→ **Collected data**
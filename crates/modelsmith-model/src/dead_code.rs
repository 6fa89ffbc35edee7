//! Dead-code reporter.
//!
//! A DTO is considered live when some endpoint uses it as its body or query
//! type, or when another DTO extends it. Endpoints whose handler resolved to
//! `"unknown"` are listed as well.

use modelsmith_core::model::ProjectModel;
use serde::Serialize;
use std::collections::BTreeSet;
use std::fmt;

/// A DTO class nothing refers to
#[derive(Debug, Clone, PartialEq, Eq, Serialize)]
pub struct UnusedDto {
    pub name: String,
    pub path: Option<String>,
}

/// An endpoint whose handler resolved to `"unknown"`
#[derive(Debug, Clone, PartialEq, Eq, Serialize)]
pub struct UnresolvedEndpoint {
    pub controller: String,
    pub method: String,
    pub route: String,
}

#[derive(Debug, Clone, Default, PartialEq, Eq, Serialize)]
pub struct DeadCodeReport {
    pub unused_dtos: Vec<UnusedDto>,
    pub unresolved_endpoints: Vec<UnresolvedEndpoint>,
}

impl DeadCodeReport {
    pub fn is_clean(&self) -> bool {
        self.unused_dtos.is_empty() && self.unresolved_endpoints.is_empty()
    }
}

impl fmt::Display for DeadCodeReport {
    fn fmt(&self, f: &mut fmt::Formatter<'_>) -> fmt::Result {
        writeln!(f, "Unused DTOs ({})", self.unused_dtos.len())?;
        for dto in &self.unused_dtos {
            match &dto.path {
                Some(path) => writeln!(f, "  - {} ({path})", dto.name)?,
                None => writeln!(f, "  - {}", dto.name)?,
            }
        }

        writeln!(f, "Unresolved handlers ({})", self.unresolved_endpoints.len())?;
        for endpoint in &self.unresolved_endpoints {
            writeln!(
                f,
                "  - {} {} in {}",
                endpoint.method, endpoint.route, endpoint.controller
            )?;
        }
        Ok(())
    }
}

/// Find unreferenced DTOs and unresolved endpoints.
pub fn find_dead_code(model: &ProjectModel) -> DeadCodeReport {
    let mut referenced: BTreeSet<&str> = BTreeSet::new();

    for (_, endpoint) in model.endpoints() {
        referenced.extend(endpoint.body_dto_name.as_deref());
        referenced.extend(endpoint.query_param_type_name.as_deref());
    }
    referenced.extend(model.dtos.iter().filter_map(|d| d.extends.as_deref()));

    let mut unused_dtos: Vec<UnusedDto> = model
        .dtos
        .iter()
        .filter(|dto| !referenced.contains(dto.name.as_str()))
        .map(|dto| UnusedDto {
            name: dto.name.clone(),
            path: dto.path.as_ref().map(|p| p.display().to_string()),
        })
        .collect();
    unused_dtos.sort_by(|a, b| a.name.cmp(&b.name));

    let unresolved_endpoints = model
        .endpoints()
        .filter(|(_, endpoint)| endpoint.is_unresolved())
        .map(|(controller, endpoint)| UnresolvedEndpoint {
            controller: controller.name.clone(),
            method: endpoint.http_method.to_string(),
            route: endpoint.route.clone(),
        })
        .collect();

    DeadCodeReport {
        unused_dtos,
        unresolved_endpoints,
    }
}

→ **YOUR INSTRUCTIONS**
Only the lines from the one with "unused_dtos.sort_by(|a, b| a.name.cmp(&b.name));" through the final line above belong in the answer, each reproduced word for word.

→ **RESPONSE**
    unused_dtos.sort_by(|a, b| a.name.cmp(&b.name));

    let unresolved_endpoints = model
        .endpoints()
        .filter(|(_, endpoint)| endpoint.is_unresolved())
        .map(|(controller, endpoint)| UnresolvedEndpoint {
            controller: controller.name.clone(),
            method: endpoint.http_method.to_string(),
            route: endpoint.route.clone(),
        })
        .collect();

    DeadCodeReport {
        unused_dtos,
        unresolved_endpoints,
    }
}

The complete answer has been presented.